ガイド
仏教美術資料研究センターは、奈良国立博物館に関連する施設として、仏教美術の調査研究資料の作成、収集、整理、保管を目的として昭和55年(1980年)に設置されました。この施設は、単なる資料保管場所ではなく、建築物そのものが歴史的価値を持つ重要な拠点です。建物は、明治35年(1902年)に「奈良県物産陳列所」として開館した歴史を持ち、設計者は建築史学者として知られる関野貞です。和風の意匠と西洋建築の技術が融合した近代和風建築として、学術的な資料とともにその歴史を今に伝えています。
この建物は、明治時代に地域の産業振興を目的とした「奈良県物産陳列所」として誕生しました。設計者の関野貞は、古社寺の保存修理に尽力した人物であり、その設計には日本の伝統的な建築様式と、当時の最先端であった西洋の技術が組み合わされています。その後、名称を奈良県商工館へと変え、昭和27年からは奈良国立文化財研究所の庁舎としても利用されました。1983年には重要文化財に指定されており、日本の近代建築史における重要な遺構として位置づけられています。平成に入ってからは、耐震補強とともに、明治期の空間構成を復原する工事が行われ、歴史的な意匠を維持しながら現代的な研究施設としての機能を維持しています。

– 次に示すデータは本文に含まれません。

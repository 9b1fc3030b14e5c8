//! Common types shared by every provisioning component.

use std::fmt;

use serde::{Deserialize, Serialize};

/// External advertising platform a pipeline provisions against.
#[derive(Debug, Clone, Copy, PartialEq, Eq, Hash, Serialize, Deserialize)]
#[serde(rename_all = "kebab-case")]
pub enum Platform {
    /// Keyword search advertising.
    SearchAds,
    /// Video advertising with responsive video ads.
    VideoAds,
    /// Social feed advertising.
    SocialAds,
}

impl Platform {
    /// All supported platforms, in registry order.
    pub const ALL: [Platform; 3] = [Platform::SearchAds, Platform::VideoAds, Platform::SocialAds];

    pub fn display_name(&self) -> &'static str {
        match self {
            Platform::SearchAds => "Search-Ads",
            Platform::VideoAds => "Video-Ads",
            Platform::SocialAds => "Social-Ads",
        }
    }

    /// URL path segment used by the HTTP surface.
    pub fn slug(&self) -> &'static str {
        match self {
            Platform::SearchAds => "search-ads",
            Platform::VideoAds => "video-ads",
            Platform::SocialAds => "social-ads",
        }
    }

    pub fn from_slug(slug: &str) -> Option<Self> {
        Platform::ALL.into_iter().find(|p| p.slug() == slug)
    }

    /// Channel used when the request does not name one.
    pub fn default_channel(&self) -> ChannelType {
        match self {
            Platform::SearchAds => ChannelType::Search,
            Platform::VideoAds => ChannelType::DemandGen,
            Platform::SocialAds => ChannelType::Social,
        }
    }

    /// Channels the platform's pipeline knows how to build.
    pub fn supports_channel(&self, channel: ChannelType) -> bool {
        match self {
            Platform::SearchAds => matches!(channel, ChannelType::Search),
            Platform::VideoAds => matches!(channel, ChannelType::Video | ChannelType::DemandGen),
            Platform::SocialAds => matches!(channel, ChannelType::Social),
        }
    }
}

impl fmt::Display for Platform {
    fn fmt(&self, f: &mut fmt::Formatter<'_>) -> fmt::Result {
        f.write_str(self.display_name())
    }
}

/// Kind of resource created on the platform.
#[derive(Debug, Clone, Copy, PartialEq, Eq, Hash, Serialize, Deserialize)]
#[serde(rename_all = "snake_case")]
pub enum ResourceKind {
    Budget,
    Campaign,
    AdGroup,
    Asset,
    Ad,
}

/// The slot a resource fills in a pipeline. Several roles may share a kind
/// (video and image assets are both `Asset`).
#[derive(Debug, Clone, Copy, PartialEq, Eq, Hash, Serialize, Deserialize)]
#[serde(rename_all = "camelCase")]
pub enum StepRole {
    Budget,
    Campaign,
    AdGroup,
    VideoAsset,
    ImageAsset,
    Creative,
    Ad,
}

impl StepRole {
    pub fn kind(&self) -> ResourceKind {
        match self {
            StepRole::Budget => ResourceKind::Budget,
            StepRole::Campaign => ResourceKind::Campaign,
            StepRole::AdGroup => ResourceKind::AdGroup,
            StepRole::VideoAsset | StepRole::ImageAsset | StepRole::Creative => ResourceKind::Asset,
            StepRole::Ad => ResourceKind::Ad,
        }
    }

    /// Pipeline state during which this role is created.
    pub fn state(&self) -> PipelineState {
        match self {
            StepRole::Budget => PipelineState::CreateBudget,
            StepRole::Campaign => PipelineState::CreateCampaign,
            StepRole::AdGroup => PipelineState::CreateAdGroup,
            StepRole::VideoAsset | StepRole::ImageAsset | StepRole::Creative => {
                PipelineState::CreateCreativeAssets
            }
            StepRole::Ad => PipelineState::CreateAd,
        }
    }

    /// Key used in JSON responses (`adGroup`, `videoAsset`, ...).
    pub fn key(&self) -> &'static str {
        match self {
            StepRole::Budget => "budget",
            StepRole::Campaign => "campaign",
            StepRole::AdGroup => "adGroup",
            StepRole::VideoAsset => "videoAsset",
            StepRole::ImageAsset => "imageAsset",
            StepRole::Creative => "creative",
            StepRole::Ad => "ad",
        }
    }

    fn label(&self) -> &'static str {
        match self {
            StepRole::Budget => "budget",
            StepRole::Campaign => "campaign",
            StepRole::AdGroup => "ad group",
            StepRole::VideoAsset => "video asset",
            StepRole::ImageAsset => "image asset",
            StepRole::Creative => "creative",
            StepRole::Ad => "ad",
        }
    }
}

impl fmt::Display for StepRole {
    fn fmt(&self, f: &mut fmt::Formatter<'_>) -> fmt::Result {
        f.write_str(self.label())
    }
}

/// State of a provisioning run.
#[derive(Debug, Clone, Copy, PartialEq, Eq, Serialize, Deserialize)]
#[serde(rename_all = "snake_case")]
pub enum PipelineState {
    Validate,
    CreateBudget,
    CreateCampaign,
    CreateAdGroup,
    CreateCreativeAssets,
    CreateAd,
    Done,
    Failed,
}

impl PipelineState {
    /// Returns true if this is a terminal state.
    pub fn is_terminal(&self) -> bool {
        matches!(self, PipelineState::Done | PipelineState::Failed)
    }
}

/// Status the campaign is created with.
#[derive(Debug, Clone, Copy, PartialEq, Eq, Serialize, Deserialize, Default)]
#[serde(rename_all = "snake_case")]
pub enum CampaignStatus {
    Enabled,
    /// Created paused so nothing spends before review (default).
    #[default]
    Paused,
}

/// Advertising channel of the campaign.
#[derive(Debug, Clone, Copy, PartialEq, Eq, Serialize, Deserialize)]
#[serde(rename_all = "snake_case")]
pub enum ChannelType {
    Search,
    Video,
    DemandGen,
    Social,
}

/// How the daily budget is paced.
#[derive(Debug, Clone, Copy, PartialEq, Eq, Serialize, Deserialize, Default)]
#[serde(rename_all = "snake_case")]
pub enum DeliveryMethod {
    #[default]
    Standard,
    Accelerated,
}

#[cfg(test)]
mod tests {
    use super::*;

    #[test]
    fn test_pipeline_state_terminal() {
        assert!(PipelineState::Done.is_terminal());
        assert!(PipelineState::Failed.is_terminal());
        assert!(!PipelineState::CreateAdGroup.is_terminal());
    }

    #[test]
    fn test_asset_roles_share_kind() {
        assert_eq!(StepRole::VideoAsset.kind(), ResourceKind::Asset);
        assert_eq!(StepRole::ImageAsset.kind(), ResourceKind::Asset);
        assert_eq!(StepRole::Creative.kind(), ResourceKind::Asset);
        assert_eq!(StepRole::ImageAsset.state(), PipelineState::CreateCreativeAssets);
    }

    #[test]
    fn test_platform_slug_round_trip() {
        for platform in Platform::ALL {
            assert_eq!(Platform::from_slug(platform.slug()), Some(platform));
        }
        assert_eq!(Platform::from_slug("display-ads"), None);
    }

    #[test]
    fn test_channel_support() {
        assert!(Platform::VideoAds.supports_channel(ChannelType::DemandGen));
        assert!(!Platform::VideoAds.supports_channel(ChannelType::Search));
        assert!(Platform::SearchAds.supports_channel(Platform::SearchAds.default_channel()));
        assert!(serde_json::from_str::<ChannelType>("\"display\"").is_err());
    }
}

施設内では、仏教美術に関する膨大な資料に触れることができます。所蔵されている図書は約90,000冊、雑誌は約3,000タイトル、そして展覧会カタログは約19,000冊に及び、さらに約270,000枚におよぶ写真資料が保管されています。建築面では、正面に唐破風造(からはふづくり)の車寄りを備えた入母屋造(いりもやづくり)の中央楼や、東西に延びる翼部の構造が特徴的です。また、窓のデザインにはイスラム風の意匠が見られるなど、東西の要素が混ざり合った独特の意匠が随所に施されています。閲覧室や研修室は、歴史的な空間を活かしつつ、現代の研究に耐えうる環境として整備されています。
資料の閲覧は、毎週水曜日と金曜日の週2回のみに設定されています。利用時間は9:30〜12:00、および13:00〜16:30となっており、資料の複写作業は16:00までに行う必要があります。季節を問わず、歴史的な建築空間の中で静かに資料と向き合う時間は、学術的な探求において非常に貴重な時間となります。ただし、祝日や夏季休暇期間(8月13日〜16日)、年末年始(12月26日〜1月4日)は休館となるため、訪問の際は事前にカレンダーを確認することが推奨されます。
一般の方でも、所定の条件を満たせば資料の閲覧が可能です。閲覧室には8席の座席と2台のデータベース用PCが設置されており、来館者用フリーWi-Fiも利用可能です。閲覧室にある資料は、指定のルールに従って手に取ることができます。また、文献の複写についても、コイン式の複写機を使用して行うことが可能です。資料の探し方に関する質問などは、電話やメールによるレファレンスサービスも提供されており、専門的な調査研究のサポートを受けることができます。
当施設は奈良国立博物館の敷地内に位置しており、博物館の展示とともに巡ることが可能です。周辺には奈良公園や東大寺、春日大社などの世界遺産が集まっており、歴史的な建築や仏教美術に興味がある旅行者にとって、非常に充実したエリアとなっています。博物館の展示を見学した後に、より専門的な資料に触れるルートは、歴史学習において非常に体系的な行程となります。
資料を扱う施設であるため、閲覧の際は静粛を保つことが求められます。服装については、特に制限はありませんが、閲覧席での長時間の滞在を考慮し、動きやすく快適な服装が適しています。資料の複写を行う際は、コイン式複写機を利用するため、1000円札(旧札)を準備しておく必要があります。また、資料の取り扱いには細心の注意を払い、文化財や貴重な文献を傷つけないよう、適切なマナーを守ってください。予約は前日13:00まで受け付けており、当日でも利用可能ですが、スムーズな利用のために事前予約が推奨されます。